» TASK GOAL:
Work out the number of lines in the listing below that include "Result", and answer with it alone.

BEGIN

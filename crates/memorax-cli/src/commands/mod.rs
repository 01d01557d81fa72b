pub(crate) mod dotify;
pub(crate) mod fencins;
pub(crate) mod helpers;
pub(crate) mod reach;
/// Solve `expr = target` for a single occurrence of `reg` in a linear
/// form; `None` when the form is not invertible.
fn solve_linear(expr: &RExpr, reg: usize, target: i64) -> Option<i64> {
    match expr {
        RExpr::Reg(r) if *r == reg => Some(target),
        RExpr::BinOp(lhs, op, rhs) => match (lhs.as_ref(), rhs.as_ref()) {
            (RExpr::Reg(r), RExpr::Int(k)) if *r == reg => match op {
                ArithOp::Add => target.checked_sub(*k),
                ArithOp::Sub => target.checked_add(*k),
                ArithOp::Mul => {
                    if *k != 0 && target % *k == 0 {
                        Some(target / *k)
                    } else {
                        None
                    }
                }
            },
            (RExpr::Int(k), RExpr::Reg(r)) if *r == reg => match op {
                ArithOp::Add => target.checked_sub(*k),
                ArithOp::Sub => k.checked_sub(target),
                ArithOp::Mul => {
                    if *k != 0 && target % *k == 0 {
                        Some(target / *k)
                    } else {
                        None
                    }
                }
            },
            _ => None,
        },
        _ => None,
    }
}

/// Backward `assume`: refine the register file so the condition can
/// hold; `None` when it definitely cannot.
pub fn assume_backward(cond: &Cond, regs: &Store) -> Option<Store> {
    let mut regs = regs.clone();
    for atom in cond.atoms() {
        match atom {
            Cond::True => {}
            Cond::False => return None,
            Cond::Cmp { lhs, op, rhs } => {
                let l = cond_operand_value(lhs, &regs);
                let r = cond_operand_value(rhs, &regs);
                match (l, r) {
                    (ZStar::Int(a), ZStar::Int(b)) => {
                        if !cmp_holds(a, *op, b) {
                            return None;
                        }
                    }
                    (ZStar::Star, ZStar::Int(b)) if *op == CmpOp::Eq => {
                        if let CondOperand::Reg(r0) = lhs {
                            regs = regs.meet_at(*r0, b)?;
                        }
                    }
                    (ZStar::Int(a), ZStar::Star) if *op == CmpOp::Eq => {
                        if let CondOperand::Reg(r1) = rhs {
                            regs = regs.meet_at(*r1, a)?;
                        }
                    }
                    _ => {}
                }
            }
            Cond::And(..) => unreachable!("atoms() flattens conjunctions"),
        }
    }
    Some(regs)
}

fn cond_operand_value(op: &CondOperand, regs: &Store) -> ZStar {
    match op {
        CondOperand::Int(n) => ZStar::Int(*n),
        CondOperand::Reg(r) => regs.get(*r),
        // Memory operands in assumes are rejected at machine build.
        CondOperand::Cell(_) => ZStar::Star,
    }
}

pub fn cmp_holds(a: i64, op: CmpOp, b: i64) -> bool {
    match op {
        CmpOp::Eq => a == b,
        CmpOp::Ne => a != b,
        CmpOp::Lt => a < b,
        CmpOp::Le => a <= b,
        CmpOp::Gt => a > b,
        CmpOp::Ge => a >= b,
    }
}
fn parse_labeled_stmt(pair: Pair<'_>, ctx: &Ctx) -> Result<LabeledStmt, ParseError> {
    let mut labels = Vec::new();
    let mut stmt = None;
    for part in pair.into_inner() {
        match part.as_rule() {
            Rule::label_def => {
                let ident = part
                    .into_inner()
                    .next()
                    .ok_or_else(|| ParseError::MissingSection {
                        section: "label".into(),
                    })?;
                let span = span_from(&ident);
                labels.push(Spanned::new(ident.as_str().to_owned(), span));
            }
            Rule::stmt => {
                let span = span_from(&part);
                stmt = Some(Spanned::new(parse_stmt(part, ctx)?, span));
            }
            other => {
                return Err(ParseError::MissingSection {
                    section: format!("unexpected rule {other:?} in statement"),
                })
            }
        }
    }
    let stmt = stmt.ok_or_else(|| ParseError::MissingSection {
        section: "statement".into(),
    })?;
    Ok(LabeledStmt { labels, stmt })
}

fn parse_stmt(pair: Pair<'_>, ctx: &Ctx) -> Result<Stmt, ParseError> {
    let inner = pair
        .into_inner()
        .next()
        .ok_or_else(|| ParseError::MissingSection {
            section: "statement".into(),
        })?;
    match inner.as_rule() {
        Rule::nop_stmt => Ok(Stmt::Nop),
        Rule::fence_stmt => Ok(Stmt::Fence),
        Rule::read_assign => {
            let mut parts = inner.into_inner();
            let reg = spanned_reg(&next_child(&mut parts, "read")?);
            let loc = spanned_ident(&next_child(&mut parts, "read")?);
            Ok(Stmt::ReadAssign { reg, loc })
        }
        Rule::read_assert => {
            let mut parts = inner.into_inner();
            let loc = spanned_ident(&next_child(&mut parts, "read")?);
            let expr = parse_expr(next_child(&mut parts, "read")?, ctx)?;
            Ok(Stmt::ReadAssert { loc, expr })
        }
        Rule::syncrd_stmt => {
            let read = inner
                .into_inner()
                .next()
                .ok_or_else(|| ParseError::MissingSection {
                    section: "synchronized read".into(),
                })?;
            let body = match read.as_rule() {
                Rule::syncrd_assign => {
                    let mut parts = read.into_inner();
                    let reg = spanned_reg(&next_child(&mut parts, "syncrd")?);
                    let loc = spanned_ident(&next_child(&mut parts, "syncrd")?);
                    Stmt::ReadAssign { reg, loc }
                }
                _ => {
                    let mut parts = read.into_inner();
                    let loc = spanned_ident(&next_child(&mut parts, "syncrd")?);
                    let expr = parse_expr(next_child(&mut parts, "syncrd")?, ctx)?;
                    Stmt::ReadAssert { loc, expr }
                }
            };
            Ok(Stmt::SyncRead {
                body: Box::new(body),
            })
        }
        Rule::write_stmt => parse_write(inner, ctx),
        Rule::locked_stmt => {
            let body_pair = inner
                .into_inner()
                .next()
                .ok_or_else(|| ParseError::MissingSection {
                    section: "locked body".into(),
                })?;
            let body = match body_pair.as_rule() {
                Rule::write_stmt => {
                    let span = span_from(&body_pair);
                    vec![Spanned::new(parse_write(body_pair, ctx)?, span)]
                }
                _ => body_pair
                    .into_inner()
                    .map(|s| {
                        let span = span_from(&s);
                        parse_stmt(s, ctx).map(|stmt| Spanned::new(stmt, span))
                    })
                    .collect::<Result<_, _>>()?,
            };
            Ok(Stmt::Locked {
                body,
                store_only: false,
            })
        }
        Rule::slocked_stmt => {
            let write = inner
                .into_inner()
                .next()
                .ok_or_else(|| ParseError::MissingSection {
                    section: "slocked write".into(),
                })?;
            let span = span_from(&write);
            Ok(Stmt::Locked {
                body: vec![Spanned::new(parse_write(write, ctx)?, span)],
                store_only: true,
            })
        }
        Rule::assume_stmt => {
            let cond = inner
                .into_inner()
                .next()
                .ok_or_else(|| ParseError::MissingSection {
                    section: "assume condition".into(),
                })?;
            Ok(Stmt::Assume {
                cond: parse_bexpr(cond, ctx)?,
            })
        }
        Rule::goto_stmt => {
            let label = inner
                .into_inner()
                .next()
                .ok_or_else(|| ParseError::MissingSection {
                    section: "goto target".into(),
                })?;
            Ok(Stmt::Goto {
                label: spanned_ident(&label),
            })
        }
        Rule::either_stmt => {
            let branches = inner
                .into_inner()
                .map(|seq| parse_stmt_seq(seq, ctx))
                .collect::<Result<_, _>>()?;
            Ok(Stmt::Either { branches })
        }
        Rule::reg_assign => {
            let mut parts = inner.into_inner();
            let reg = spanned_reg(&next_child(&mut parts, "assignment")?);
            let expr = parse_expr(next_child(&mut parts, "assignment")?, ctx)?;
            Ok(Stmt::RegAssign { reg, expr })
        }
        other => Err(ParseError::MissingSection {
            section: format!("unexpected statement rule {other:?}"),
        }),
    }
}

END

» COMPLETED TASK:
4